• Exercise: Repeat the listing below word for word, leaving nothing out.

BEGIN Data for the task

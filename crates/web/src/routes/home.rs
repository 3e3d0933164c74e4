//! Home and about page route handlers.

use askama::Template;
use askama_web::WebTemplate;
use axum::response::IntoResponse;

use crate::middleware::OptionalAuth;

/// Home page template.
#[derive(Template, WebTemplate)]
#[template(path = "home.html")]
pub struct HomeTemplate {
    pub username: Option<String>,
}

/// About page template.
#[derive(Template, WebTemplate)]
#[template(path = "about.html")]
pub struct AboutTemplate {
    pub username: Option<String>,
}

/// Home page handler.
pub async fn home(OptionalAuth(user): OptionalAuth) -> impl IntoResponse {
    HomeTemplate {
        username: user.map(|u| u.username.to_string()),
    }
}

/// About page handler.
pub async fn about(OptionalAuth(user): OptionalAuth) -> impl IntoResponse {
    AboutTemplate {
        username: user.map(|u| u.username.to_string()),
    }
}
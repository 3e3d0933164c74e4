//! Feeding log route handlers.

use axum::{
    Form,
    extract::{Path, State},
    response::Redirect,
};
use serde::Deserialize;
use tracing::instrument;

use cat_collector_core::CatId;

use crate::error::{AppError, Result};
use crate::middleware::Scoped;
use crate::services::{CatService, ServiceError};
use crate::state::AppState;

/// Feeding form data.
///
/// Fields default to empty so malformed submissions reach the feeding
/// policy instead of being rejected by the extractor.
#[derive(Debug, Default, Deserialize)]
#[serde(default)]
pub struct FeedingForm {
    pub date: String,
    pub meal: Option<String>,
}

/// Record a feeding and return to the cat.
///
/// Invalid submissions are dropped or rejected with 400 depending on
/// `FEEDING_VALIDATION_POLICY`.
#[instrument(skip(scoped, state))]
pub async fn create(
    scoped: Scoped,
    State(state): State<AppState>,
    Path(id): Path<CatId>,
    Form(form): Form<FeedingForm>,
) -> Result<Redirect> {
    CatService::new(state.store())
        .add_feeding(
            scoped.scope,
            id,
            &form.date,
            form.meal.as_deref(),
            state.config().feeding_policy,
        )
        .await
        .map_err(|e| match e {
            ServiceError::Validation(errors) => AppError::BadRequest(errors.to_string()),
            other => other.into(),
        })?;

    Ok(Redirect::to(&format!("/cats/{id}")))
}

END Data for the task

• Exercise answer:
filename crates/web/src/routes/home.rs
repository 3e3d0933164c74e4
//! Home and about page route handlers.

use askama::Template;
use askama_web::WebTemplate;
use axum::response::IntoResponse;

use crate::middleware::OptionalAuth;

/// Home page template.
#[derive(Template, WebTemplate)]
#[template(path = "home.html")]
pub struct HomeTemplate {
    pub username: Option<String>,
}

/// About page template.
#[derive(Template, WebTemplate)]
#[template(path = "about.html")]
pub struct AboutTemplate {
    pub username: Option<String>,
}

/// Home page handler.
pub async fn home(OptionalAuth(user): OptionalAuth) -> impl IntoResponse {
    HomeTemplate {
        username: user.map(|u| u.username.to_string()),
    }
}

/// About page handler.
pub async fn about(OptionalAuth(user): OptionalAuth) -> impl IntoResponse {
    AboutTemplate {
        username: user.map(|u| u.username.to_string()),
    }
}
repository 3e3d0933164c74e4
//! Feeding log route handlers.

use axum::{
    Form,
    extract::{Path, State},
    response::Redirect,
};
use serde::Deserialize;
use tracing::instrument;

use cat_collector_core::CatId;

use crate::error::{AppError, Result};
use crate::middleware::Scoped;
use crate::services::{CatService, ServiceError};
use crate::state::AppState;

/// Feeding form data.
///
/// Fields default to empty so malformed submissions reach the feeding
/// policy instead of being rejected by the extractor.
#[derive(Debug, Default, Deserialize)]
#[serde(default)]
pub struct FeedingForm {
    pub date: String,
    pub meal: Option<String>,
}

/// Record a feeding and return to the cat.
///
/// Invalid submissions are dropped or rejected with 400 depending on
/// `FEEDING_VALIDATION_POLICY`.
#[instrument(skip(scoped, state))]
pub async fn create(
    scoped: Scoped,
    State(state): State<AppState>,
    Path(id): Path<CatId>,
    Form(form): Form<FeedingForm>,
) -> Result<Redirect> {
    CatService::new(state.store())
        .add_feeding(
            scoped.scope,
            id,
            &form.date,
            form.meal.as_deref(),
            state.config().feeding_policy,
        )
        .await
        .map_err(|e| match e {
            ServiceError::Validation(errors) => AppError::BadRequest(errors.to_string()),
            other => other.into(),
        })?;

    Ok(Redirect::to(&format!("/cats/{id}")))
}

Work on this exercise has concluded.